Remarkably, Skinner made the same argument for the span of his entire career (Leigland, 1999), and it was part of his rejection, from his earliest professional years, of the traditional objective–subjective distinction (e.g., Day, 1980; Moore, 1995; Skinner, 1989a). As one general illustration of the point, an examination of Verbal Behavior (Skinner, 1957) reveals that Skinner's interpretation of verbal and nonverbal contingencies gives us no access to the world, to “true reality,” in and of itself. All behavior, nonverbal and verbal, is tied up in a constantly changing historical web of interacting variables, and there is no way for any individual organism to “transcend” the interactions.

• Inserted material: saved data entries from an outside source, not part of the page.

#[cfg(test)]
mod tests {
    use super::*;
    use std::time::Duration;
    use tokio::time::timeout;
    use tunnel_splice_transport::{mock_stream_pair, MessageReader, MessageWriter, MockTunnelStream};
    use tunnel_splice_wire::TunnelMessage;

    fn agent_session() -> Arc<Session<MockTunnelStream>> {
        Session::new(
            "agent:1".into(),
            SessionKind::Agent,
            Instant::now(),
            Duration::from_secs(5),
        )
    }

    fn pair(conn: &[u8], session: &str) -> (MockTunnelStream, MockTunnelStream) {
        mock_stream_pair(ConnId::new(conn), session.into(), session.into())
    }

    #[tokio::test]
    async fn happy_rendezvous_returns_the_same_pipe() {
        let session = agent_session();
        let mut watch = session.take_dial_watch().expect("watch");

        let (c_mgr, c_peer) = pair(b"\xab", "client-1");
        let establishing = {
            let session = Arc::clone(&session);
            let caller = CancellationToken::new();
            tokio::spawn(async move { session.establish_bidi_pipe(c_mgr, caller).await })
        };

        let request = watch.next().await.expect("dial request");
        assert_eq!(request.conn_id, ConnId::new(b"\xab".as_slice()));

        let (a_mgr, a_peer) = pair(b"\xab", "agent:1");
        let gauge = ActiveGauge::new();
        let metrics = ConsumptionMetrics::new();
        let agent_pipe = session
            .on_connect(a_mgr, &gauge, Some(&metrics))
            .expect("on_connect")
            .expect("pipe");

        let client_pipe = establishing
            .await
            .expect("task")
            .expect("establish should succeed");
        assert!(client_pipe.same_pipe(&agent_pipe));
        assert_eq!(session.rendezvous_count(), 0);

        // Bytes written by the client arrive at the agent in order.
        let (_c_rx, mut c_tx) = c_peer.into_split();
        let (mut a_rx, _a_tx) = a_peer.into_split();
        for chunk in [&b"first "[..], &b"second "[..], &b"third"[..]] {
            c_tx.send(TunnelMessage::data(chunk.to_vec()))
                .await
                .expect("send");
        }
        let mut seen = Vec::new();
        for _ in 0..3 {
            let frame = a_rx.recv().await.expect("recv").expect("frame");
            seen.extend_from_slice(&frame.payload);
        }
        assert_eq!(seen, b"first second third");

        c_tx.send(TunnelMessage::eof()).await.expect("send");
        timeout(Duration::from_secs(1), client_pipe.closed())
            .await
            .expect("pipe should close");
        assert_eq!(gauge.current(), 0);
        assert_eq!(metrics.from_client_bytes(), seen.len() as u64);
        assert_eq!(metrics.to_client_bytes(), 0);
    }

    #[tokio::test]
    async fn dial_timeout_removes_the_slot() {
        let session = agent_session();
        let _watch = session.take_dial_watch();

        let (c_mgr, _c_peer) = pair(b"\xcd", "client-1");
        let c_mgr = c_mgr.with_dial_timeout(Duration::from_millis(100));

        let result = session
            .establish_bidi_pipe(c_mgr, CancellationToken::new())
            .await;
        assert!(matches!(result, Err(Error::DeadlineExceeded)));
        assert_eq!(session.rendezvous_count(), 0);
    }

    #[tokio::test]
    async fn cancel_mid_wait_fails_the_pending_establish() {
        let session = agent_session();
        let mut watch = session.take_dial_watch().expect("watch");

        let (c_mgr, _c_peer) = pair(b"\xef", "client-1");
        let establishing = {
            let session = Arc::clone(&session);
            tokio::spawn(async move {
                session
                    .establish_bidi_pipe(c_mgr, CancellationToken::new())
                    .await
            })
        };

        // The slot is registered once the dial request is observable.
        assert!(watch.next().await.is_some());
        session.cancel();

        let result = timeout(Duration::from_secs(1), establishing)
            .await
            .expect("bounded")
            .expect("task");
        assert!(matches!(result, Err(Error::Cancelled)));
        assert_eq!(session.rendezvous_count(), 0);
    }

    #[tokio::test]
    async fn caller_cancellation_aborts_the_rendezvous() {
        let session = agent_session();
        let mut watch = session.take_dial_watch().expect("watch");
        let caller = CancellationToken::new();

        let (c_mgr, _c_peer) = pair(b"\x31", "client-1");
        let establishing = {
            let session = Arc::clone(&session);
            let caller = caller.clone();
            tokio::spawn(async move { session.establish_bidi_pipe(c_mgr, caller).await })
        };

        assert!(watch.next().await.is_some());
        caller.cancel();

        let result = timeout(Duration::from_secs(1), establishing)
            .await
            .expect("bounded")
            .expect("task");
        assert!(matches!(result, Err(Error::Cancelled)));
        assert!(!session.is_cancelled(), "only the caller went away");
        assert_eq!(session.rendezvous_count(), 0);
    }

    #[tokio::test]
    async fn orphan_on_connect_returns_none() {
        let session = agent_session();
        let gauge = ActiveGauge::new();

        let (a_mgr, _a_peer) = pair(b"\x11", "agent:1");
        let result = session.on_connect(a_mgr, &gauge, None).expect("on_connect");
        assert!(result.is_none());
        assert_eq!(gauge.current(), 0);
    }

    #[tokio::test]
    async fn duplicate_registration_fails_and_leaves_the_first() {
        let session = agent_session();
        let mut watch = session.take_dial_watch().expect("watch");

        let (first, _first_peer) = pair(b"\x22", "client-1");
        let establishing = {
            let session = Arc::clone(&session);
            tokio::spawn(async move {
                session
                    .establish_bidi_pipe(first, CancellationToken::new())
                    .await
            })
        };
        assert!(watch.next().await.is_some());

        let (second, _second_peer) = pair(b"\x22", "client-1");
        let result = session
            .establish_bidi_pipe(second, CancellationToken::new())
            .await;
        assert!(matches!(result, Err(Error::AlreadyExists(_))));
        assert_eq!(session.rendezvous_count(), 1, "first waiter unaffected");

        session.cancel();
        let result = establishing.await.expect("task");
        assert!(matches!(result, Err(Error::Cancelled)));
    }

    #[tokio::test]
    async fn establish_on_cancelled_session_fails_fast() {
        let session = agent_session();
        session.cancel();

        let (c_mgr, _c_peer) = pair(b"\x41", "client-1");
        let result = session
            .establish_bidi_pipe(c_mgr, CancellationToken::new())
            .await;
        assert!(matches!(result, Err(Error::Cancelled)));
    }

    #[tokio::test]
    async fn cancel_is_idempotent_and_closes_the_dns_conduit() {
        let session = agent_session();
        session.cancel();
        session.cancel();
        session.cancel();
        assert!(session.is_cancelled());

        let dns = session.dns().expect("agent conduit");
        let result = dns
            .enqueue_request(tunnel_splice_wire::DnsRequest::new("q", "svc", 1))
            .await;
        assert!(matches!(result, Err(Error::Cancelled)));
    }

    #[tokio::test]
    async fn mark_is_monotonic_and_fails_after_cancel() {
        let session = agent_session();
        let now = Instant::now();

        session.mark(now).expect("mark");
        assert_eq!(session.last_marked(), now);

        // An older timestamp never rewinds the clock.
        session.mark(now - Duration::from_secs(1)).expect("mark");
        assert_eq!(session.last_marked(), now);

        session.cancel();
        assert!(matches!(
            session.mark(Instant::now()),
            Err(Error::Cancelled)
        ));
    }

    #[tokio::test]
    async fn awaiting_owner_names_the_registering_session() {
        let session = agent_session();
        let mut watch = session.take_dial_watch().expect("watch");

        let (c_mgr, _c_peer) = pair(b"\x51", "client-7");
        let _establishing = {
            let session = Arc::clone(&session);
            tokio::spawn(async move {
                session
                    .establish_bidi_pipe(c_mgr, CancellationToken::new())
                    .await
            })
        };
        assert!(watch.next().await.is_some());

        assert_eq!(
            session.awaiting_owner(&ConnId::new(b"\x51".as_slice())),
            Some(SessionId::from("client-7"))
        );
        assert_eq!(session.awaiting_owner(&ConnId::new(b"\x52".as_slice())), None);
        session.cancel();
    }

    #[test]
    fn kinds_allocate_their_feature_blocks() {
        let client: Arc<Session<MockTunnelStream>> = Session::new(
            "client-1".into(),
            SessionKind::Client,
            Instant::now(),
            Duration::from_secs(5),
        );
        assert!(client.consumption_metrics().is_some());
        assert!(client.dns().is_none());

        let agent = agent_session();
        assert!(agent.consumption_metrics().is_none());
        assert!(agent.dns().is_some());
    }
}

Similarities between radical behaviorism and pragmatism provide perspectives and verbal tools to be employed in exploring the implications of the scientific system and in communicating with those outside behavior analysis. One of the principal benefits of the pragmatist/radical behaviorist perspective is that it liberates behavior analysis from much of the traditional agenda of philosophy. As a scientific field, much of that agenda is not worth having, in the sense that much of it involves verbal entanglements that have little, if any, bearing on scientific issues. In following the pragmatic implications of radical behaviorism, behavior analysts may thus address a wide variety of traditional philosophical issues from a consistent and comprehensive scientific perspective without engaging the traditional assumptions and problems involved. Such issues may instead be engaged, interpreted, and reconfigured as complex verbal behavior (e.g., Baum, 2005; Chiesa, 1994; Leigland, 1992; Moore, 2008).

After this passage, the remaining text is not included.